# [Your objective]
What you return must be the lines of the data that hold the word "SessionOptions".

# [Information]
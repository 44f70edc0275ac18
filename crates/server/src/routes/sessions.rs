use std::sync::Arc;

use axum::{extract::Path, http::StatusCode, Extension, Json};
use chess_puzzler::chess_core::StandardRules;
use chess_puzzler::{
    LengthCategory, PuzzleSession, SelectionFilters, Selector, SessionError, SessionOptions, ThemeMatch, Tier,
};
use serde::Deserialize;
use serde_json::{json, Value as JsonValue};

use crate::error::AppError;
use crate::state::{AppState, SessionId};

#[derive(Debug, Default, Deserialize)]
#[serde(rename_all = "camelCase")]
pub struct OpenSessionRequest {
    /// Play this puzzle. Otherwise one is selected from the filters below.
    pub puzzle_id: Option<String>,
    pub rating: Option<i32>,
    #[serde(default)]
    pub themes: Vec<String>,
    #[serde(default)]
    pub theme_match: ThemeMatch,
    pub tier: Option<String>,
    pub length: Option<String>,
    #[serde(default)]
    pub exclude: Vec<String>,
    pub previous: Option<String>,
}

#[derive(Debug, Deserialize)]
pub struct MoveRequest {
    pub from: String,
    pub to: String,
    pub promotion: Option<char>,
}

fn session_view(id: SessionId, session: &PuzzleSession<StandardRules>) -> JsonValue {
    let puzzle = session.puzzle();
    json!({
        "id": id,
        "puzzleId": puzzle.id,
        "rating": puzzle.rating,
        "themes": puzzle.themes,
        "fen": session.fen(),
        "state": session.state(),
        "solverSide": session.solver_side(),
        "sideToMove": session.side_to_move(),
        "lastMove": session.last_move(),
        "progress": session.progress(),
        "attempt": session.attempt(),
    })
}

/// Drop a session whose puzzle data turned out to be corrupt.
fn discard_on_corruption(state: &AppState, id: SessionId, err: &SessionError) {
    if matches!(err, SessionError::InternalConsistency { .. }) {
        if let Ok(Some(_)) = state.sessions.remove(id) {
            tracing::warn!(session_id = id, "Session discarded after corrupt solution line");
        }
    }
}

/// POST /api/sessions
pub async fn open_session(
    Extension(state): Extension<AppState>,
    Json(body): Json<OpenSessionRequest>,
) -> Result<(StatusCode, Json<JsonValue>), AppError> {
    let (puzzle, match_kind) = match body.puzzle_id.as_deref() {
        Some(puzzle_id) => {
            let puzzle = state
                .index
                .get(puzzle_id)
                .ok_or_else(|| AppError::NotFound(format!("Puzzle {puzzle_id} not found")))?;
            (Arc::clone(puzzle), None)
        }
        None => {
            let mut filters = SelectionFilters {
                rating_center: body.rating,
                rating_range: super::puzzles::default_range(&state),
                themes: body.themes,
                theme_match: body.theme_match,
                exclude: body.exclude.into_iter().collect(),
                previous: body.previous,
                ..Default::default()
            };
            if let Some(tier) = body.tier.as_deref() {
                filters.difficulty_tier = Some(tier.parse::<Tier>().map_err(AppError::BadRequest)?);
            }
            if let Some(length) = body.length.as_deref() {
                filters.length_category = Some(length.parse::<LengthCategory>().map_err(AppError::BadRequest)?);
            }
            let selection = Selector::new(&state.index).select(&filters)?;
            (selection.puzzle, Some(selection.match_kind))
        }
    };

    let options = SessionOptions {
        show_correction: state.config.show_correction,
    };
    let session = PuzzleSession::open_with(puzzle, StandardRules, options)?;
    let puzzle_id = session.puzzle().id.clone();
    let id = state.sessions.insert(session)?;

    tracing::info!(session_id = id, puzzle_id = %puzzle_id, "Session opened");

    let mut view = state.sessions.with_session(id, |session| Ok(session_view(id, session)))?;
    view["matchKind"] = json!(match_kind);
    Ok((StatusCode::CREATED, Json(view)))
}

/// GET /api/sessions/{session_id}
pub async fn get_session(
    Extension(state): Extension<AppState>,
    Path(session_id): Path<SessionId>,
) -> Result<Json<JsonValue>, AppError> {
    let view = state
        .sessions
        .with_session(session_id, |session| Ok(session_view(session_id, session)))?;
    Ok(Json(view))
}

/// POST /api/sessions/{session_id}/moves
pub async fn submit_move(
    Extension(state): Extension<AppState>,
    Path(session_id): Path<SessionId>,
    Json(body): Json<MoveRequest>,
) -> Result<Json<JsonValue>, AppError> {
    let result = state.sessions.with_session(session_id, |session| {
        match session.submit_move(&body.from, &body.to, body.promotion) {
            Ok(outcome) => Ok(Ok(json!({
                "outcome": outcome,
                "session": session_view(session_id, session),
            }))),
            Err(e) => Ok(Err(e)),
        }
    })?;

    match result {
        Ok(view) => Ok(Json(view)),
        Err(e) => {
            discard_on_corruption(&state, session_id, &e);
            Err(e.into())
        }
    }
}

/// POST /api/sessions/{session_id}/reveal
pub async fn reveal_solution(
    Extension(state): Extension<AppState>,
    Path(session_id): Path<SessionId>,
) -> Result<Json<JsonValue>, AppError> {
    let result = state.sessions.with_session(session_id, |session| {
        Ok(session.reveal_solution().map(|moves| {
            json!({
                "moves": moves,
                "session": session_view(session_id, session),
            })
        }))
    })?;

    match result {
        Ok(view) => Ok(Json(view)),
        Err(e) => {
            discard_on_corruption(&state, session_id, &e);
            Err(e.into())
        }
    }
}

/// POST /api/sessions/{session_id}/restart
pub async fn restart_session(
    Extension(state): Extension<AppState>,
    Path(session_id): Path<SessionId>,
) -> Result<Json<JsonValue>, AppError> {
    let view = state.sessions.with_session(session_id, |session| {
        session.restart();
        Ok(session_view(session_id, session))
    })?;
    Ok(Json(view))
}

/// DELETE /api/sessions/{session_id}
///
/// Returns the terminal attempt so the caller can feed it to the rating update.
pub async fn close_session(
    Extension(state): Extension<AppState>,
    Path(session_id): Path<SessionId>,
) -> Result<Json<JsonValue>, AppError> {
    let session = state
        .sessions
        .remove(session_id)?
        .ok_or_else(|| AppError::NotFound(format!("Session {session_id} not found")))?;

    tracing::info!(session_id, state = ?session.state(), "Session closed");
    Ok(Json(json!({ "attempt": session.attempt() })))
}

# [Completed task]
    LengthCategory, PuzzleSession, SelectionFilters, Selector, SessionError, SessionOptions, ThemeMatch, Tier,
    let options = SessionOptions {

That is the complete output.